In 1957, President Eisenhower signed another important bill into law, another bill that was like this. It seized the opportunities of the moment. It made them more broadly available to all Americans. It met the challenge of change. It reinforced our fundamental values and aspirations. And it was done in a harmonious, bipartisan spirit. The interstate highway act literally brought Americans closer together. We were connected city to city, town to town, family to family, as we had never been before. That law did more to bring Americans together than any other law this century, and that same spirit of connection and communication is the driving force behind the Telecommunications Act of 1996.
When President Eisenhower signed the highway bill, he gave one of his pens to the father of that legislation, Senator Albert Gore, Sr., of Tennessee. His son, the Vice President, in many ways is the father of this legislation because he's worked on it for more than 20 years, since he first began to promote what he called, in the phrase he coined, the information superhighway.
You heard him say today that he always dreamed that a child from his little hometown of Carthage could come home from school and be able to connect to the Library of Congress. I'm proud that the Vice President is able to be here today and to play the role he deserves to play in this. And I thank all the others who have done this. But 2 days ago, I asked him if he would give me the pen that his father got from President Eisenhower to begin the signing of this legislation. And so, that is the very nice pen you see.
Mr. Speaker, I don't know what we can do about this in a bipartisan manner, but I'm afraid that people would say that in the fifties, that's the time when people in Washington were real leaders and pens were real pens. [Laughter]
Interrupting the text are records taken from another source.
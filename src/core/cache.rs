//! JSON snapshot of a constructed catalog
//!
//! Snapshots are written to a sibling temp file and renamed into place, so a
//! reader never observes a half-written cache. Loading goes back through
//! [`CatalogBuilder::build`] and therefore revalidates every reference.

use crate::core::error::CacheError;
use crate::core::models::{Catalog, CatalogBuilder};
use crate::{debug, info};
use serde::{Deserialize, Serialize};
use std::fs;
use std::path::Path;

/// Snapshot layout version understood by this build
pub const CACHE_FORMAT_VERSION: u32 = 1;

#[derive(Debug, Serialize, Deserialize)]
struct Snapshot {
    version: u32,
    catalog: CatalogBuilder,
}

/// Write `catalog` to `path`
///
/// # Errors
/// Returns [`CacheError`] if the snapshot cannot be serialized or written.
pub fn save_catalog<P: AsRef<Path>>(catalog: &Catalog, path: P) -> Result<(), CacheError> {
    let path = path.as_ref();
    if let Some(parent) = path.parent() {
        if !parent.as_os_str().is_empty() {
            fs::create_dir_all(parent)?;
        }
    }

    let snapshot = Snapshot {
        version: CACHE_FORMAT_VERSION,
        catalog: catalog.to_builder(),
    };
    let json = serde_json::to_string_pretty(&snapshot)?;

    let mut tmp = path.as_os_str().to_owned();
    tmp.push(".tmp");
    fs::write(&tmp, json)?;
    fs::rename(&tmp, path)?;

    info!(
        "cache: wrote {} course(s) to {}",
        catalog.len(),
        path.display()
    );
    Ok(())
}

/// Read and revalidate the catalog stored at `path`
///
/// # Errors
/// Returns [`CacheError`] if the file is unreadable, was written by another
/// format version, or describes an invalid catalog.
pub fn load_catalog<P: AsRef<Path>>(path: P) -> Result<Catalog, CacheError> {
    let path = path.as_ref();
    let contents = fs::read_to_string(path)?;
    let snapshot: Snapshot = serde_json::from_str(&contents)?;
    if snapshot.version != CACHE_FORMAT_VERSION {
        return Err(CacheError::Version {
            found: snapshot.version,
            expected: CACHE_FORMAT_VERSION,
        });
    }

    let catalog = snapshot.catalog.build()?;
    debug!(
        "cache: loaded {} course(s) from {}",
        catalog.len(),
        path.display()
    );
    Ok(catalog)
}

#[cfg(test)]
mod tests {
    use super::*;
    use crate::core::error::CatalogError;
    use crate::core::models::{Course, Requirements};
    use tempfile::TempDir;

    fn sample() -> Catalog {
        let mut lab = Course::new("LAB".to_string(), 1);
        lab.set_co_module("LEC".to_string());
        let mut lec = Course::new("LEC".to_string(), 3);
        lec.add_timeslot("MON1".to_string());
        lec.set_co_module("LAB".to_string());
        CatalogBuilder::new(Requirements {
            credit_requirement: 120,
            min_credits_per_term: 3,
            max_credits_per_term: 18,
        })
        .course(lec)
        .course(lab)
        .minor("Physics", &["LEC"])
        .general_education(&["LAB"])
        .build()
        .unwrap()
    }

    #[test]
    fn test_save_then_load_preserves_catalog() {
        let tmp = TempDir::new().unwrap();
        let path = tmp.path().join("nested").join("catalog.json");
        let catalog = sample();

        save_catalog(&catalog, &path).unwrap();
        assert!(path.exists());
        assert!(!tmp.path().join("nested").join("catalog.json.tmp").exists());

        let loaded = load_catalog(&path).unwrap();
        assert_eq!(loaded, catalog);
    }

    #[test]
    fn test_version_mismatch() {
        let tmp = TempDir::new().unwrap();
        let path = tmp.path().join("catalog.json");
        let snapshot = Snapshot {
            version: CACHE_FORMAT_VERSION + 1,
            catalog: sample().to_builder(),
        };
        fs::write(&path, serde_json::to_string(&snapshot).unwrap()).unwrap();

        let err = load_catalog(&path).unwrap_err();
        assert!(matches!(err, CacheError::Version { expected: CACHE_FORMAT_VERSION, .. }));
    }

    #[test]
    fn test_invalid_snapshot_is_rejected() {
        let tmp = TempDir::new().unwrap();
        let path = tmp.path().join("catalog.json");

        fs::write(&path, "{ not json").unwrap();
        assert!(matches!(load_catalog(&path), Err(CacheError::Json(_))));

        let mut builder = sample().to_builder();
        builder.project_modules.push("GHOST".to_string());
        let snapshot = Snapshot {
            version: CACHE_FORMAT_VERSION,
            catalog: builder,
        };
        fs::write(&path, serde_json::to_string(&snapshot).unwrap()).unwrap();
        assert!(matches!(
            load_catalog(&path),
            Err(CacheError::Catalog(CatalogError::UnknownCourse { .. }))
        ));
    }

    #[test]
    fn test_zero_credit_snapshot_is_rejected() {
        let tmp = TempDir::new().unwrap();
        let path = tmp.path().join("catalog.json");

        let mut builder = sample().to_builder();
        builder.courses[1].credits = 0;
        let snapshot = Snapshot {
            version: CACHE_FORMAT_VERSION,
            catalog: builder,
        };
        fs::write(&path, serde_json::to_string(&snapshot).unwrap()).unwrap();
        assert!(matches!(
            load_catalog(&path),
            Err(CacheError::Catalog(CatalogError::ZeroCredits(id))) if id == "LAB"
        ));
    }

    #[test]
    fn test_missing_file() {
        let tmp = TempDir::new().unwrap();
        assert!(matches!(
            load_catalog(tmp.path().join("absent.json")),
            Err(CacheError::Io(_))
        ));
    }
}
At any rate, I'm going to begin, in honor of Senator Gore, Sr., and Vice President Gore, the signing with that pen that President Eisenhower used to sign the interstate highway act, and then go on with the signing. And again, let me say to all of you, I wish every person here who has played a role in this could have one of these pens. I am very, very grateful to you.
And then after I sign the actual bill, we're going to sign a copy of the bill over here and send it into cyberspace. I believe that this is the first bill that ever made that journey, and that will make me whatever it was Ernestine said, a cybernaut, or whatever she said. [Laughter]
Again, let me thank you from the bottom of my heart, every one of you, for making this great day for America possible.